> [WORK REQUIRED] Collect every line in the records below that contains the word "level".

++++ EXCERPTED DATA ++++

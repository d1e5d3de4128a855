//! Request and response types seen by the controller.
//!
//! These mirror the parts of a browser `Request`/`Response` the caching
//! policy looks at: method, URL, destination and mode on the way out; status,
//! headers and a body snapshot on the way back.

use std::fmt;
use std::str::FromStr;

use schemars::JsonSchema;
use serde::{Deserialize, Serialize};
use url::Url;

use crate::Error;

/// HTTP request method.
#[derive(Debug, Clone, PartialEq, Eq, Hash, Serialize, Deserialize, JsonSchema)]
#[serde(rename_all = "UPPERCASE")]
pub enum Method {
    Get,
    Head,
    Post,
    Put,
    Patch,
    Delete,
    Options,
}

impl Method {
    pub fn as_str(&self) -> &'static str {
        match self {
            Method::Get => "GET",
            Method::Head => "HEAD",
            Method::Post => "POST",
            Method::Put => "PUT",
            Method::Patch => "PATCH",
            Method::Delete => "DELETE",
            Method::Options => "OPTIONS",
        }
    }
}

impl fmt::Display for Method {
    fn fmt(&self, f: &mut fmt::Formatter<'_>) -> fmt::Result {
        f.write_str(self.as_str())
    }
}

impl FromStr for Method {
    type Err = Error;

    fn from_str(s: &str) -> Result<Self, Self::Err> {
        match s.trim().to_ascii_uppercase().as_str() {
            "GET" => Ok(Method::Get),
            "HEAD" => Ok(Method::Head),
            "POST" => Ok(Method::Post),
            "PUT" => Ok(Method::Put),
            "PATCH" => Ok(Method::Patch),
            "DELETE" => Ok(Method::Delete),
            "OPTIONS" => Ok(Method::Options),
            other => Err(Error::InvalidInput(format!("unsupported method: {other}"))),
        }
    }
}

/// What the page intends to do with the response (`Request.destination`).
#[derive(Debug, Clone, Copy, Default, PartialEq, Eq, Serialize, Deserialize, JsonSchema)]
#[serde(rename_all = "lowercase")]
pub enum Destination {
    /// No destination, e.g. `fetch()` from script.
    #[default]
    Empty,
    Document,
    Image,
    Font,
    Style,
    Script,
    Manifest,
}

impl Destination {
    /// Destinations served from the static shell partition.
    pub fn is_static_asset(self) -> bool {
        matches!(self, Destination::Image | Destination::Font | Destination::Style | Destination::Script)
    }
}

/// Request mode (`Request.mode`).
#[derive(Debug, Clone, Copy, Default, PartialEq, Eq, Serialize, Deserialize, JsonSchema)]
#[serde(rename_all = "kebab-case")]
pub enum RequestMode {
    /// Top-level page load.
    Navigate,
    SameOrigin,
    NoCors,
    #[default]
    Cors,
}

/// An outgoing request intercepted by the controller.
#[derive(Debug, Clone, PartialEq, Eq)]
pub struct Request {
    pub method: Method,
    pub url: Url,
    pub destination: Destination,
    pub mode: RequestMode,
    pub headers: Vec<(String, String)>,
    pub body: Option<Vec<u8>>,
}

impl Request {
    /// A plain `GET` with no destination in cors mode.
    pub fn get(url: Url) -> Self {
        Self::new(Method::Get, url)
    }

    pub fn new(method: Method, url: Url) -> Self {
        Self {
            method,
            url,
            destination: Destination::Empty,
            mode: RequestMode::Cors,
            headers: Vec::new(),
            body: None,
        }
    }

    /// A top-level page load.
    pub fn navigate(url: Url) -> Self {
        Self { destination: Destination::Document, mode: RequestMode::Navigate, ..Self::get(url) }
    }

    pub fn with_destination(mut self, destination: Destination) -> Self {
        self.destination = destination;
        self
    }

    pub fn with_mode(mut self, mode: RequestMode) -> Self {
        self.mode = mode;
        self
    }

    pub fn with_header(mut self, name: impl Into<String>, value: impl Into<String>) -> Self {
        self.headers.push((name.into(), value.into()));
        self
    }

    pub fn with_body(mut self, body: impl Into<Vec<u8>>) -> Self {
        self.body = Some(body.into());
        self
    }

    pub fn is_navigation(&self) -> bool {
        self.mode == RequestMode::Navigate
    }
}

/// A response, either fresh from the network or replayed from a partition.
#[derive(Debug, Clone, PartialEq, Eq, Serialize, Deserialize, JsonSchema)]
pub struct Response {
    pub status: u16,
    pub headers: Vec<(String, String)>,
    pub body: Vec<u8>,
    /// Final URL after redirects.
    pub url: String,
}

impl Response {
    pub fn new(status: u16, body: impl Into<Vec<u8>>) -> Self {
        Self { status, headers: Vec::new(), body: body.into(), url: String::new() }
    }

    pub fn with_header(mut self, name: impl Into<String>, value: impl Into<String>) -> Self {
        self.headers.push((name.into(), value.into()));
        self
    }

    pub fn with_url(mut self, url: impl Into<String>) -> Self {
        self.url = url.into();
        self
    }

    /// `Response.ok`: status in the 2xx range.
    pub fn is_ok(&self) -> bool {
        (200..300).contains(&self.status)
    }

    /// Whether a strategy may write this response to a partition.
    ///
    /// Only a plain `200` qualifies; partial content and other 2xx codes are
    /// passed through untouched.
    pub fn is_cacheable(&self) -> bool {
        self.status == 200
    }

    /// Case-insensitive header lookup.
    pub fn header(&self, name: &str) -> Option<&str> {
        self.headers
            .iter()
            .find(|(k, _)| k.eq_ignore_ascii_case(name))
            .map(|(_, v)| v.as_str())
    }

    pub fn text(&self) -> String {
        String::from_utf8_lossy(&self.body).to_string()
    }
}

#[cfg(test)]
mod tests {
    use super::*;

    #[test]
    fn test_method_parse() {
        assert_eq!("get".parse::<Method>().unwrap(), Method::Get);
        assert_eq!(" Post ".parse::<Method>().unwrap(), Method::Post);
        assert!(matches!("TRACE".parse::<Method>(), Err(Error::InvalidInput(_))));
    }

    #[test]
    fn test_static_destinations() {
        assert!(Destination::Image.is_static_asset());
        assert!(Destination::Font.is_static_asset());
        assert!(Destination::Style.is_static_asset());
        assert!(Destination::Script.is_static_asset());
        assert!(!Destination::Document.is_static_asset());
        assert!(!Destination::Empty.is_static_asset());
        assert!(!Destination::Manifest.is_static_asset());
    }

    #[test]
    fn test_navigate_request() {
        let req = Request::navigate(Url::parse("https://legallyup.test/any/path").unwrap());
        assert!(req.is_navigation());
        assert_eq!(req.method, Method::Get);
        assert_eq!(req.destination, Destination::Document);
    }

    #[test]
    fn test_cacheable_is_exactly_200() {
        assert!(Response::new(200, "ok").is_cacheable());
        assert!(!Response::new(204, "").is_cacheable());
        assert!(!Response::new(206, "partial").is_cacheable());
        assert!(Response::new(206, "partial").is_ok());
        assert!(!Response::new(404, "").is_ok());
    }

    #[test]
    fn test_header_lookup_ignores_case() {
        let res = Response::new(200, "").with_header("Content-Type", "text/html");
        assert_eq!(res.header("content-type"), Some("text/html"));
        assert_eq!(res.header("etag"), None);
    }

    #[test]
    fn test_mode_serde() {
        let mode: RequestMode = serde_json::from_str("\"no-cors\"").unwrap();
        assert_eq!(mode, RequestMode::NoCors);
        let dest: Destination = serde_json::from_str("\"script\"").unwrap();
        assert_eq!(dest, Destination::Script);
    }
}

++++

> [TASK RESULT]
    /// Top-level page load.
    /// A top-level page load.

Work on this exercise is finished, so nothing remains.